ATI LPN
PN ATI Capstone Proctored Comprehensive Assessment Form A
1. A client with lactose intolerance needs to increase calcium intake. Which food should the nurse recommend?
- A. Spinach
- B. Peanut butter
- C. Ground beef
- D. Carrots
Correct answer: A
Rationale: Spinach is a suitable choice to recommend for increasing calcium intake to a client with lactose intolerance. Spinach is a good non-dairy source of calcium. Peanut butter, ground beef, and carrots are not significant sources of calcium. Peanut butter is high in protein and fats, ground beef is a source of protein and iron, and carrots are rich in vitamin A and fiber, but none of these choices provide a substantial amount of calcium.
2. A nurse receives a change-of-shift report. Which of the following clients should the nurse attend to first?
- A. A client who reports tingling in the fingers following a thyroidectomy
- B. A client who has dark, foul-smelling urine with a urine output of 320 mL in the last 8 hr
- C. A client who is in a long leg cast and reports cool feet bilaterally
- D. A client who has a productive cough and an oral temperature of 36°C (96.8°F)
Correct answer: C
Rationale: The correct answer is C. Cool feet bilaterally in a client with a long leg cast may indicate compromised circulation, which is a medical emergency that requires immediate intervention. Choices A, B, and D do not present immediate life-threatening conditions. Tingling in the fingers following a thyroidectomy may indicate hypocalcemia but does not require immediate attention. Dark, foul-smelling urine with decreased urine output indicates a possible urinary tract infection or dehydration but can be addressed after attending to the client with compromised circulation. A productive cough and a normal oral temperature do not suggest an urgent condition compared to compromised circulation in a client with a long leg cast.

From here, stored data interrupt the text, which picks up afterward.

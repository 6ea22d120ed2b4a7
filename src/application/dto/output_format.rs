/// Output format for rendering the instance catalog
///
/// Both the CLI and the formatter factory need this, so it lives in the
/// application layer rather than in either adapter.
#[derive(Debug, Clone, Copy, PartialEq, Eq, Default)]
pub enum OutputFormat {
    /// Aligned terminal table (default)
    #[default]
    Table,
    /// JSON array of records
    Json,
    /// Markdown pipe table
    Markdown,
}

impl std::str::FromStr for OutputFormat {
    type Err = String;

    fn from_str(s: &str) -> Result<Self, Self::Err> {
        match s.to_lowercase().as_str() {
            "table" => Ok(OutputFormat::Table),
            "json" => Ok(OutputFormat::Json),
            "markdown" | "md" => Ok(OutputFormat::Markdown),
            _ => Err(format!(
                "Invalid format: {}. Please specify 'table', 'json' or 'markdown'",
                s
            )),
        }
    }
}

impl std::fmt::Display for OutputFormat {
    fn fmt(&self, f: &mut std::fmt::Formatter<'_>) -> std::fmt::Result {
        match self {
            OutputFormat::Table => write!(f, "table"),
            OutputFormat::Json => write!(f, "json"),
            OutputFormat::Markdown => write!(f, "markdown"),
        }
    }
}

3. A nurse on an acute med-surgical unit is performing assessments on a group of clients. Which is the highest priority?
- A. Client with surgical hypoparathyroidism and positive Trousseau's sign
- B. Client with Clostridium difficile and acute diarrhea
- C. Client with acute kidney injury and low urine specific gravity
- D. Client with oral cancer and reports a sore on his gums
Correct answer: A
Rationale: The correct answer is A. A positive Trousseau's sign indicates hypocalcemia, which can lead to life-threatening complications like tetany or laryngospasm, making it the highest priority. Choices B, C, and D, while important, do not pose immediate life-threatening risks compared to the potential complications of severe hypocalcemia seen in a client with surgical hypoparathyroidism and a positive Trousseau's sign.
4. A client is experiencing urinary incontinence, and a nurse is providing care. Which of the following recommendations should the nurse include in the teaching plan for this client?
- A. Drink large amounts of water before bedtime
- B. Perform Kegel exercises regularly
- C. Limit fiber intake in the diet to avoid bowel irritation
- D. Increase intake of caffeinated and carbonated beverages
Correct answer: B
Rationale: The correct recommendation for a client experiencing urinary incontinence is to perform Kegel exercises regularly. These exercises help strengthen the pelvic floor muscles, improving bladder control and reducing urinary incontinence. Option A is incorrect because drinking large amounts of water before bedtime can worsen urinary incontinence by increasing urine production. Option C is incorrect as fiber is important for bowel health and limiting it may not be beneficial for the client. Option D is incorrect as caffeinated and carbonated beverages can irritate the bladder and worsen urinary incontinence, so they should be avoided.
5. A nurse enters a patient's room and finds the client pulseless. The living will requests no resuscitation be performed, but the provider has not written the prescription. What action should the nurse take?
- A. Notify the family.
- B. Begin CPR.
- C. Await further instructions from the provider.
- D. Document the event.
Correct answer: B
Rationale: The correct action for the nurse to take in this situation is to begin CPR. Even though the living will requests no resuscitation, without a written do-not-resuscitate (DNR) order from the provider, the nurse is ethically and legally bound to initiate CPR to provide life-saving measures until further confirmation is obtained. Notifying the family (Choice A) may cause a delay in providing immediate care. Waiting for further instructions (Choice C) can be time-consuming and compromise patient outcomes. Documenting the event (Choice D) is important but should follow after initiating CPR to ensure patient safety and adherence to protocols.